◆ Brief
Could you return each line of the material that has "Mutex" in it?

◆ Material provided
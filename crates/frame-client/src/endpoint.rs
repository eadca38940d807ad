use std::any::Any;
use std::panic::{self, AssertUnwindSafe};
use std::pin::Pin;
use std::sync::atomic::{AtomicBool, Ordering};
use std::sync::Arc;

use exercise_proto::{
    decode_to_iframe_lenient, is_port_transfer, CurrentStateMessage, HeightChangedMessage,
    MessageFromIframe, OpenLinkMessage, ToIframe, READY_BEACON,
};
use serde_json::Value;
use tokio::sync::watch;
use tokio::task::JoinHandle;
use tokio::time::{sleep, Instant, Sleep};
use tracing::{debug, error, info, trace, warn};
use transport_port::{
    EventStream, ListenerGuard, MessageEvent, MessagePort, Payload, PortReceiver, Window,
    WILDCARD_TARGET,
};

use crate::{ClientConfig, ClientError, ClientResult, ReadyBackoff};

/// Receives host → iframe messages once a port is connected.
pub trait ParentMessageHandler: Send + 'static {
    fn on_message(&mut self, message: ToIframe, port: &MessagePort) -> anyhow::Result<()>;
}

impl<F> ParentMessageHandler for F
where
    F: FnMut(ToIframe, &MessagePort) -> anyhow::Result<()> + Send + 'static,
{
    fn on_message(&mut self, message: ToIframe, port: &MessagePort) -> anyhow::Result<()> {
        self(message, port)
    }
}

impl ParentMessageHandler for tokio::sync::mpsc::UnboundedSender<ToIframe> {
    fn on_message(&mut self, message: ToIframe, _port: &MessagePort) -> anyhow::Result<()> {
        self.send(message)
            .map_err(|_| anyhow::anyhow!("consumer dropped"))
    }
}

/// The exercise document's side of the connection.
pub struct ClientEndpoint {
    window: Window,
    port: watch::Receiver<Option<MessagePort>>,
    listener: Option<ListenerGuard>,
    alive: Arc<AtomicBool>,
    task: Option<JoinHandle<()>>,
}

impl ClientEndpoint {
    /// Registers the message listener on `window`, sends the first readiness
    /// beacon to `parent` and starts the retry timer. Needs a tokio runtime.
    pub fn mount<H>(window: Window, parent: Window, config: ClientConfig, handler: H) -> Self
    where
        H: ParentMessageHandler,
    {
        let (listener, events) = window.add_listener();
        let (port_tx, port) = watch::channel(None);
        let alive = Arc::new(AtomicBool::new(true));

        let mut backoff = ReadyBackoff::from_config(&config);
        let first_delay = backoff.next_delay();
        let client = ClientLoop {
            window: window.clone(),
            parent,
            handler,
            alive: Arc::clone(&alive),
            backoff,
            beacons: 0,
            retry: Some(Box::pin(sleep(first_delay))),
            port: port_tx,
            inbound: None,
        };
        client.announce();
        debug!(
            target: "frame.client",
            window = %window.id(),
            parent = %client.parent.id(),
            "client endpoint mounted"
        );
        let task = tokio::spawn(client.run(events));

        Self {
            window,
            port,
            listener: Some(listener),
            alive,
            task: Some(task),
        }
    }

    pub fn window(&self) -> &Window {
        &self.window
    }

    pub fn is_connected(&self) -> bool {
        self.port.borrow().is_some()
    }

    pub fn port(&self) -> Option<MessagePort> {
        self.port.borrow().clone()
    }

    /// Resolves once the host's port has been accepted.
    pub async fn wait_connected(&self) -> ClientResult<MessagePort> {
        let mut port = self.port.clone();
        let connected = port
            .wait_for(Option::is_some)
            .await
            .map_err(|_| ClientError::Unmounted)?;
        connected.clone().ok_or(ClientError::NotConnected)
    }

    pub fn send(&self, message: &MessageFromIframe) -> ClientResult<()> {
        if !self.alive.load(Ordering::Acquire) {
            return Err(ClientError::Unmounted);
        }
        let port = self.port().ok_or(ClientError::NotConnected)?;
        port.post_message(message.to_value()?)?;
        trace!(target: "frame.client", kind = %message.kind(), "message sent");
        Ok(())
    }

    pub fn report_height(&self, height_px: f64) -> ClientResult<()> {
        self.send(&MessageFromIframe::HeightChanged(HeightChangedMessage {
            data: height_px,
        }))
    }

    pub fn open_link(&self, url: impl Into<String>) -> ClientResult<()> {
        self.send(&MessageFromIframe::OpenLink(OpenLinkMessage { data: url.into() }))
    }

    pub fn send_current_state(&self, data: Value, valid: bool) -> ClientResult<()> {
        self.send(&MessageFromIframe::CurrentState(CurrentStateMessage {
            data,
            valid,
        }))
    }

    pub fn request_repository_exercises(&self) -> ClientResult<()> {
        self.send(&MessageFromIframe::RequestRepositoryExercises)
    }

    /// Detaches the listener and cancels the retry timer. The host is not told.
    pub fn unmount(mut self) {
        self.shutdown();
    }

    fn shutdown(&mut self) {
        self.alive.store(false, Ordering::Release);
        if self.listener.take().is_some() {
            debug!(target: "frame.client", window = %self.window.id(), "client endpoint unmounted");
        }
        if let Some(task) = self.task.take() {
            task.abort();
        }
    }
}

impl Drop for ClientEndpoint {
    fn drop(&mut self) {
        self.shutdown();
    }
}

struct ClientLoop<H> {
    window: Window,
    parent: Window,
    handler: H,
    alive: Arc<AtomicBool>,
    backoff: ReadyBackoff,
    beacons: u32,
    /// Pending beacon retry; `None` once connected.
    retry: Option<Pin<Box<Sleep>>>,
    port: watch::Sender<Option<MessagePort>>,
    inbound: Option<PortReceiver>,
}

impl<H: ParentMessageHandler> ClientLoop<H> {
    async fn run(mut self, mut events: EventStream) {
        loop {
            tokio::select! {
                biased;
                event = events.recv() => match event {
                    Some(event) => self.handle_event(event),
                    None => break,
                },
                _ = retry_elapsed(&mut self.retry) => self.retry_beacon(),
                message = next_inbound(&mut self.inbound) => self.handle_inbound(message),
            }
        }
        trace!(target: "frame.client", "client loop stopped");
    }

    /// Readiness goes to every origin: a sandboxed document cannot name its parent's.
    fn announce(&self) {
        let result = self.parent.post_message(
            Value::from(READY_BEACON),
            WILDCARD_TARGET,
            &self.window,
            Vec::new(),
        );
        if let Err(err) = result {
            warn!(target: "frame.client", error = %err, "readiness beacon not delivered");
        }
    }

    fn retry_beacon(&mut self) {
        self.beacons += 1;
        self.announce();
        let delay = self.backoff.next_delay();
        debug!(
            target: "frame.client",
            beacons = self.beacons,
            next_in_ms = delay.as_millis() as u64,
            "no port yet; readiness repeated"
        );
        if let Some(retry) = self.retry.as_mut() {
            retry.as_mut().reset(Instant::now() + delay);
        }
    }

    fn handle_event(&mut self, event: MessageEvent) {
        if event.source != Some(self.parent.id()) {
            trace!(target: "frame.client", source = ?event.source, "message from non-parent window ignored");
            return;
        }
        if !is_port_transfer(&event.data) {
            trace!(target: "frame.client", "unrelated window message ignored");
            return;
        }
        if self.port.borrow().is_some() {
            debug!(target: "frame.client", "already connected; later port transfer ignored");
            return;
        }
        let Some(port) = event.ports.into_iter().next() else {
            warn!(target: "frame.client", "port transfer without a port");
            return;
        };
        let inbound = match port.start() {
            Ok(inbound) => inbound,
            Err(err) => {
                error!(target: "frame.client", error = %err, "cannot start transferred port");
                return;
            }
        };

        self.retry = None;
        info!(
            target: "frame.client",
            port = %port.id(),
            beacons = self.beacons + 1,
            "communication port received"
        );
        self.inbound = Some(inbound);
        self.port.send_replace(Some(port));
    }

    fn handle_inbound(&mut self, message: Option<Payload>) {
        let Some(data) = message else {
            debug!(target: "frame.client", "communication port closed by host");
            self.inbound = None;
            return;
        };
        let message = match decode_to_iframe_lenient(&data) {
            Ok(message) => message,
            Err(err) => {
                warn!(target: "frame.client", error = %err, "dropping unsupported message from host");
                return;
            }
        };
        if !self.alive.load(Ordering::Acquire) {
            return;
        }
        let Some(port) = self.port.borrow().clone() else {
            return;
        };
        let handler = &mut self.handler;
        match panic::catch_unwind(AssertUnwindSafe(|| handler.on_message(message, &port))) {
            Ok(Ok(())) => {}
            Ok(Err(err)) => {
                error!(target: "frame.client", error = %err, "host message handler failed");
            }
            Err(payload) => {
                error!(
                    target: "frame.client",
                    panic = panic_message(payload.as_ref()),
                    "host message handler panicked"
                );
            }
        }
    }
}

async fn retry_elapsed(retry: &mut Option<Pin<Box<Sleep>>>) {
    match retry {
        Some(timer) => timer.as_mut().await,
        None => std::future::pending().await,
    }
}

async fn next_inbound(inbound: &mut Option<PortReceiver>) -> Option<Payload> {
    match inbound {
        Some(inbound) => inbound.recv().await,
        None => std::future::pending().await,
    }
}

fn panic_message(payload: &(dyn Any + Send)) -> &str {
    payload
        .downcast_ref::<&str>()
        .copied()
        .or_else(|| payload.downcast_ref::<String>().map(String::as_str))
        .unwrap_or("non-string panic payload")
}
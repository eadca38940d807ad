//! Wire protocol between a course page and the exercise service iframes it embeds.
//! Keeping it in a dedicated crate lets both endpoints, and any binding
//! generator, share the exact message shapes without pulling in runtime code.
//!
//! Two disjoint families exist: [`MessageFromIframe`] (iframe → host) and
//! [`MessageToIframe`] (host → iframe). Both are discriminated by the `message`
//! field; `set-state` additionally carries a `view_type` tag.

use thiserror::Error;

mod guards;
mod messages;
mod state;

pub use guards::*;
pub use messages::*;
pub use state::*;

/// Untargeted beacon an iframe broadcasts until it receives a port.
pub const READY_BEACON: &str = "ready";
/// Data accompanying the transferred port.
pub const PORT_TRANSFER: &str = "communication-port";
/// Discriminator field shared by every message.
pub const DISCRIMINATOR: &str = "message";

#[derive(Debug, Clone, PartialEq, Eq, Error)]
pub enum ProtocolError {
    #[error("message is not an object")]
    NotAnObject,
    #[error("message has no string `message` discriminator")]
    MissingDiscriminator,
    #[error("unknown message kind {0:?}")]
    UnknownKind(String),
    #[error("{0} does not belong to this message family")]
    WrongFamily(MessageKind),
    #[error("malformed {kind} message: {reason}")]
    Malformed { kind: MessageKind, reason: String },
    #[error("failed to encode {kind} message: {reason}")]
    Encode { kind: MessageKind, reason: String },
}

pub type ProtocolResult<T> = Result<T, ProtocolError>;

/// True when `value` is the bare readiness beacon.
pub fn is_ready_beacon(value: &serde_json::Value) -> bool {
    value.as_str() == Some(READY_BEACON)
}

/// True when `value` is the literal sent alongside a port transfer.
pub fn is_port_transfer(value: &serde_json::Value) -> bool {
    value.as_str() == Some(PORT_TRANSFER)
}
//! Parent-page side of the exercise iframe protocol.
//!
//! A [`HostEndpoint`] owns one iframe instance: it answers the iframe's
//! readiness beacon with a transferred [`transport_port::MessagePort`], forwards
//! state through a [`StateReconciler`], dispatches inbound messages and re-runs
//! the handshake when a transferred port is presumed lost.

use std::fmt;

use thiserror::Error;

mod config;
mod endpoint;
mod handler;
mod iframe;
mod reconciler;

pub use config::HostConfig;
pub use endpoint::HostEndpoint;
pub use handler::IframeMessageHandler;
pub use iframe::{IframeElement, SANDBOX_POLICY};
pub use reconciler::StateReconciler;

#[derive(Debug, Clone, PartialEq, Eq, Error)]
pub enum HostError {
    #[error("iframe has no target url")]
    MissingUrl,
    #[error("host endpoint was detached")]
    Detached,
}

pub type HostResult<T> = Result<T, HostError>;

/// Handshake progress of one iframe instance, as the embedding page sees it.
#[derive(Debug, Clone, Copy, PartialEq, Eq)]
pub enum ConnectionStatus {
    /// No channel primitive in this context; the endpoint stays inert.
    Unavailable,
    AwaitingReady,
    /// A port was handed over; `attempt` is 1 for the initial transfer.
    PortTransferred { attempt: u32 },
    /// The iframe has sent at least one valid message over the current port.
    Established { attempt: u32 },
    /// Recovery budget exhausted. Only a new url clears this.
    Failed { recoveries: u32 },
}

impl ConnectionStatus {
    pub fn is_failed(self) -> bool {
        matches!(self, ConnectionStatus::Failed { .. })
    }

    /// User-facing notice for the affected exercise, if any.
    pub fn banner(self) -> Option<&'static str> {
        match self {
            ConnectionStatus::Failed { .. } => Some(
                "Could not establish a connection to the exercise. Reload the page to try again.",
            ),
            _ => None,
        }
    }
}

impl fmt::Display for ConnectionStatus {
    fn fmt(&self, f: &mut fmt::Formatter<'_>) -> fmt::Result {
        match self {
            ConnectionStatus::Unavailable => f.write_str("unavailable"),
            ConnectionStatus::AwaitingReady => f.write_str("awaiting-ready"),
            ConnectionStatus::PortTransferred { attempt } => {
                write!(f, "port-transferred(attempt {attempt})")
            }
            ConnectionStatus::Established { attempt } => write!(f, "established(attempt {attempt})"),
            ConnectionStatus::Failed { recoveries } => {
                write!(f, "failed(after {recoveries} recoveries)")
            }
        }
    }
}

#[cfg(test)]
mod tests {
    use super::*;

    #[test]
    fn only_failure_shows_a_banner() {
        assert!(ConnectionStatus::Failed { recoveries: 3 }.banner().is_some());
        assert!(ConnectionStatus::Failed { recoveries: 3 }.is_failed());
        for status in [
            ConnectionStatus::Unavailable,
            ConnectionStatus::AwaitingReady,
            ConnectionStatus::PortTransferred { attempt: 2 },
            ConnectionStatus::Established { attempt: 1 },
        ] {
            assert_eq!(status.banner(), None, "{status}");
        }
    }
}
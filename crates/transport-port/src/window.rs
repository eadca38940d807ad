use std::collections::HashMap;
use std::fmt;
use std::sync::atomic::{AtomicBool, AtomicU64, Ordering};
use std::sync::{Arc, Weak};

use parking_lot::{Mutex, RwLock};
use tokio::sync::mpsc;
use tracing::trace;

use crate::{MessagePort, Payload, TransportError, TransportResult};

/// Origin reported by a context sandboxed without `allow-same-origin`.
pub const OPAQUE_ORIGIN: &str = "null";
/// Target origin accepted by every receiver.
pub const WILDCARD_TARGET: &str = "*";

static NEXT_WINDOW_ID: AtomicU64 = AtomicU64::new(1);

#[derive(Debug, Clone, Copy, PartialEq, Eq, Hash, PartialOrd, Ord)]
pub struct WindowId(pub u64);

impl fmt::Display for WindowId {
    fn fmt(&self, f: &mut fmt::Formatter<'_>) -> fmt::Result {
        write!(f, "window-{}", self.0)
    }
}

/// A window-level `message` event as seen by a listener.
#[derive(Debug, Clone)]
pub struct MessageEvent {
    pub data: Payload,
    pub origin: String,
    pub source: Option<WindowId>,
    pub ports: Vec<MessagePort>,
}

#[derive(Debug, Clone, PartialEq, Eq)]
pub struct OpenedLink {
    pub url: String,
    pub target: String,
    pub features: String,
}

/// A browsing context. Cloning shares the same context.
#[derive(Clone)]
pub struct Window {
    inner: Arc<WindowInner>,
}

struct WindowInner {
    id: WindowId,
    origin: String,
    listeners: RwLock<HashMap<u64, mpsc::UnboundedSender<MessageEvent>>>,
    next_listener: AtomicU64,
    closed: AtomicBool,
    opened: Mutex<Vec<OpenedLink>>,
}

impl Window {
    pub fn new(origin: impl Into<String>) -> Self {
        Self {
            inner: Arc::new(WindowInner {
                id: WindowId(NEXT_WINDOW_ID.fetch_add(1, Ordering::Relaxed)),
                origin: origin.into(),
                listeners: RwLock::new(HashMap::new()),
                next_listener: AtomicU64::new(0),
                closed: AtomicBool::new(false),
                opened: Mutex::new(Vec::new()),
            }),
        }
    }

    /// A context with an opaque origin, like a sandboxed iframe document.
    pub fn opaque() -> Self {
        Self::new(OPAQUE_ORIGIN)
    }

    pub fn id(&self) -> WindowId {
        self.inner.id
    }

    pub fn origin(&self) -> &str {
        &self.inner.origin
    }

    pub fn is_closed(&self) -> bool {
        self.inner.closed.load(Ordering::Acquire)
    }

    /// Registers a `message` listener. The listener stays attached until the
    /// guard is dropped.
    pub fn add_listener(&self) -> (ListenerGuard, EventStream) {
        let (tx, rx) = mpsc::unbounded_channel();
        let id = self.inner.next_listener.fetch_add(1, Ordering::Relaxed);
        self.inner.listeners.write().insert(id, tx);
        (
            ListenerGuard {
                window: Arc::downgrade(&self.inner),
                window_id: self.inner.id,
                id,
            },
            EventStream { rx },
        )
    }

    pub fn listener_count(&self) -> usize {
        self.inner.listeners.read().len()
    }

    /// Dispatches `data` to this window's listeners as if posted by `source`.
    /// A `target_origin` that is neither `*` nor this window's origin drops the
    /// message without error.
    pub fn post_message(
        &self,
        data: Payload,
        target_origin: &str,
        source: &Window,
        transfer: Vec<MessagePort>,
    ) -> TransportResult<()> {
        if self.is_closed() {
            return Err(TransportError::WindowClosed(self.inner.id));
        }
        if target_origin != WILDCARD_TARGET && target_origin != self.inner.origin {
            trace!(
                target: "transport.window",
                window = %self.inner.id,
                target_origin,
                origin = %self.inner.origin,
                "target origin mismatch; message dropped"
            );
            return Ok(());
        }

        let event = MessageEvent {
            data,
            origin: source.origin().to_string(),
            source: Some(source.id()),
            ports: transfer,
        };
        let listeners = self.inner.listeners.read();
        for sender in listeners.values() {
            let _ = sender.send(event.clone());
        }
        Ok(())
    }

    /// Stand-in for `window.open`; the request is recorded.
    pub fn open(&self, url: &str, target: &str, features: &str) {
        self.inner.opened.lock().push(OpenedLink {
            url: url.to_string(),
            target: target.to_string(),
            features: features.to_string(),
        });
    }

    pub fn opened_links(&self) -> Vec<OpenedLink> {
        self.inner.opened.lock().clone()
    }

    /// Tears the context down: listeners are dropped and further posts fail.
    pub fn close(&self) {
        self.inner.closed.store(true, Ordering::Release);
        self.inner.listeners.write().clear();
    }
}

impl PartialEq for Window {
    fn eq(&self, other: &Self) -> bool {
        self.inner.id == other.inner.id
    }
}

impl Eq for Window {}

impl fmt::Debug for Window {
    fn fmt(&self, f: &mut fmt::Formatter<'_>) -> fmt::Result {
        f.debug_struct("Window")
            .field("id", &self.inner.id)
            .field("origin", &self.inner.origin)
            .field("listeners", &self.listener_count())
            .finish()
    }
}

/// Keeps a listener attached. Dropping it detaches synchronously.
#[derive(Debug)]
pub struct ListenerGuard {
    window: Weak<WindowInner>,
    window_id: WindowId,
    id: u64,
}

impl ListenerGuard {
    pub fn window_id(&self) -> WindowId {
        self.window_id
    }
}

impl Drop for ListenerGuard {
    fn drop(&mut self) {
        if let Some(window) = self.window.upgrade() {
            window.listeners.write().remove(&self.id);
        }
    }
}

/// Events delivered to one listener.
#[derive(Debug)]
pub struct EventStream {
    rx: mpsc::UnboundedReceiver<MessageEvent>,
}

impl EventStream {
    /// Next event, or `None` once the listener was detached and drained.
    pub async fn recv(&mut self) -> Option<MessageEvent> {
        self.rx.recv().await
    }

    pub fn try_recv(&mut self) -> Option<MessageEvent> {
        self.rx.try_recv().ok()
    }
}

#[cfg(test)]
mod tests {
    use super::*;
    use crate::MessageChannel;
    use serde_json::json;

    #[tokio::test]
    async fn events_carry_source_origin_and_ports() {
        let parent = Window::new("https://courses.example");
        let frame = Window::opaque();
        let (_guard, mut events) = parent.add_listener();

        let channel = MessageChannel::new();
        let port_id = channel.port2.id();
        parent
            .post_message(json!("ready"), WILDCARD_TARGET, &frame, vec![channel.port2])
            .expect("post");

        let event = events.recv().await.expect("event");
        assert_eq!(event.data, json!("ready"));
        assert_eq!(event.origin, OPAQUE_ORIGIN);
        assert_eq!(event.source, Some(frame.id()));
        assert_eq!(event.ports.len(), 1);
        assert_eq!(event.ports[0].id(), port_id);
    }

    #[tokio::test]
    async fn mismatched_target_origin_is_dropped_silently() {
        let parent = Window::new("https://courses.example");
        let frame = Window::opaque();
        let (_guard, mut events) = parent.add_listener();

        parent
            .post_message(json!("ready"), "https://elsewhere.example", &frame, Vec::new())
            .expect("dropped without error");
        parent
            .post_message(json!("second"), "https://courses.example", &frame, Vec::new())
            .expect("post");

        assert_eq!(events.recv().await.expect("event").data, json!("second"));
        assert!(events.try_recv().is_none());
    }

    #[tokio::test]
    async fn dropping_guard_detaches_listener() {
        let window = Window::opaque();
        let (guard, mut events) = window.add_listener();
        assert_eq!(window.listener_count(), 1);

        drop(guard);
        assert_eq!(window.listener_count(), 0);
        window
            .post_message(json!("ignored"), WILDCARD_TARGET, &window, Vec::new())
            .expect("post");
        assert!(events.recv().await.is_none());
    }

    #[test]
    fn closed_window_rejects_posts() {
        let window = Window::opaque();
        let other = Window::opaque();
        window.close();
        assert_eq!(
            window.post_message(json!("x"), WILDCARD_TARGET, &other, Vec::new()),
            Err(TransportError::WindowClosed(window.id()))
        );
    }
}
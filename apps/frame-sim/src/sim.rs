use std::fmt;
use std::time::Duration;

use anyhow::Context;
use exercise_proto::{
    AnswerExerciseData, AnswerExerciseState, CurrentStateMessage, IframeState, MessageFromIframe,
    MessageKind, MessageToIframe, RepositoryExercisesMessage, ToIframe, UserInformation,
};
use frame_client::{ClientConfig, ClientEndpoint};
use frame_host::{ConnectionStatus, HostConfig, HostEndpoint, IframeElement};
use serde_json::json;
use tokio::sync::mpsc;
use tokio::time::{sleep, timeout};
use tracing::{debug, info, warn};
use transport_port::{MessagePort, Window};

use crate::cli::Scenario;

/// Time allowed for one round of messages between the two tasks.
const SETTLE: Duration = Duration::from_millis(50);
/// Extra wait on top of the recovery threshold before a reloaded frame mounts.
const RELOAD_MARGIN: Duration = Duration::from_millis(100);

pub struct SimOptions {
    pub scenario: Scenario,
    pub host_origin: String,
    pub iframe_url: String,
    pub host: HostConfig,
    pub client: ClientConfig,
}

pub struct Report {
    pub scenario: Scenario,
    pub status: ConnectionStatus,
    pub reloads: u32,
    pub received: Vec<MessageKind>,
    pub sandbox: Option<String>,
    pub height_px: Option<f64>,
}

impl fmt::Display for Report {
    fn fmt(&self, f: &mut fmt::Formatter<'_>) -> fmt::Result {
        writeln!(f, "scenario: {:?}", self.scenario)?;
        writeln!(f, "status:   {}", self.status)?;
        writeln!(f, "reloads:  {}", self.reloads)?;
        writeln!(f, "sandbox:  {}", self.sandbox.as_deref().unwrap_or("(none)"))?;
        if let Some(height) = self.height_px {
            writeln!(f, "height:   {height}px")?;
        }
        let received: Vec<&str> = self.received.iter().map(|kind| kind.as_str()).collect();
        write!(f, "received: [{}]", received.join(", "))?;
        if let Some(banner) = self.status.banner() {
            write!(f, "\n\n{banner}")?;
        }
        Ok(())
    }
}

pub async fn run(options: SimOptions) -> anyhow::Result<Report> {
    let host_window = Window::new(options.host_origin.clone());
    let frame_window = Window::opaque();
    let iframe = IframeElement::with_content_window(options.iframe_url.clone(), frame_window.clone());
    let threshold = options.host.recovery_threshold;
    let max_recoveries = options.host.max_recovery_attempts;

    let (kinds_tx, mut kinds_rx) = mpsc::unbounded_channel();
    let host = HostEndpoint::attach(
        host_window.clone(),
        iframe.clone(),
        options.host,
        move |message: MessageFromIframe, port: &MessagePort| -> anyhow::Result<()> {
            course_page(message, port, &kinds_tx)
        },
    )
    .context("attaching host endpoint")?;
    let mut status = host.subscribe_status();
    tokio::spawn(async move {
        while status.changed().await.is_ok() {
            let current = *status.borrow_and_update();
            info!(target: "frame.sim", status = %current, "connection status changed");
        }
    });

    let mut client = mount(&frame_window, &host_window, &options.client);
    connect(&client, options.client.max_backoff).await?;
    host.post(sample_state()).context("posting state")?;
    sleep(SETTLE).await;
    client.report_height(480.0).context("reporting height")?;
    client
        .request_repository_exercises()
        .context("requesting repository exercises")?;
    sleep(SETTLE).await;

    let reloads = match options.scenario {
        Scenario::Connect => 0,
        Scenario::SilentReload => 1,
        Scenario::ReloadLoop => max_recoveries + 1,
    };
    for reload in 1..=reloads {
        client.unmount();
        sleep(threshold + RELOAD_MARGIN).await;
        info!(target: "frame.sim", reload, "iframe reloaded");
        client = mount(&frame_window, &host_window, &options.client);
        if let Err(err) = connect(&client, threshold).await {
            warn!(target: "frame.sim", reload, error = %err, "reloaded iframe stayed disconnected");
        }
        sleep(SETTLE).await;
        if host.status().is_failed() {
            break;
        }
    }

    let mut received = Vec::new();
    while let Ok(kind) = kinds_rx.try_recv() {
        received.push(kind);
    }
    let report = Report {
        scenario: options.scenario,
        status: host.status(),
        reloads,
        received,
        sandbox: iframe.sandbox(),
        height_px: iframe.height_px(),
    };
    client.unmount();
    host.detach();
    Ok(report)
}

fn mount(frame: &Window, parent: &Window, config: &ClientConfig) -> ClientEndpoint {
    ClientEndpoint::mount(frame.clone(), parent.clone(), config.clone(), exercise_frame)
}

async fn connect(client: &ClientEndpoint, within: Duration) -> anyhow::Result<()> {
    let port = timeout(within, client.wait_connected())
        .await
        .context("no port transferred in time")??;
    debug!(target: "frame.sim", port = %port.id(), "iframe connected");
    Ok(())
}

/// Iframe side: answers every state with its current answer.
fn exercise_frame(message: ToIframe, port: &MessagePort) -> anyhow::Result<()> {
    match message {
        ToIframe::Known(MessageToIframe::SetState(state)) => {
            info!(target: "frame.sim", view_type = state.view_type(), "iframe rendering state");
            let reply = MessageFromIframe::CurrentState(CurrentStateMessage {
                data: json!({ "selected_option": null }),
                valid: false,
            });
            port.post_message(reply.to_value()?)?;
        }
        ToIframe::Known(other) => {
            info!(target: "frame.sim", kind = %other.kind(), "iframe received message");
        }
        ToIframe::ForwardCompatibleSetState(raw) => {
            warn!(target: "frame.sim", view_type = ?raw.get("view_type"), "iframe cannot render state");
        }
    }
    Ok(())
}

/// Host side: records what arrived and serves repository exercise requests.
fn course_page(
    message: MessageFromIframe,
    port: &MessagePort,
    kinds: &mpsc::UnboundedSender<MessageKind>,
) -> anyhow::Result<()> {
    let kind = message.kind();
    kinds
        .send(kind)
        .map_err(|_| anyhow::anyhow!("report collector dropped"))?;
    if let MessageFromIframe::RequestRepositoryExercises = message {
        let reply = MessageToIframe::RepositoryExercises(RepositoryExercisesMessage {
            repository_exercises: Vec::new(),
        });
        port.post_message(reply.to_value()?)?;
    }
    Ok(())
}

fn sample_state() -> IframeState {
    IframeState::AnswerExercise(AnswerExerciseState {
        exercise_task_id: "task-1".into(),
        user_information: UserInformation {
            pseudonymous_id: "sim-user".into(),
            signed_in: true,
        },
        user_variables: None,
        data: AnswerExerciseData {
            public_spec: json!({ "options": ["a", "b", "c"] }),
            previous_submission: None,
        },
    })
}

◆ Task answer
use parking_lot::{Mutex, RwLock};
    opened: Mutex<Vec<OpenedLink>>,
                opened: Mutex::new(Vec::new()),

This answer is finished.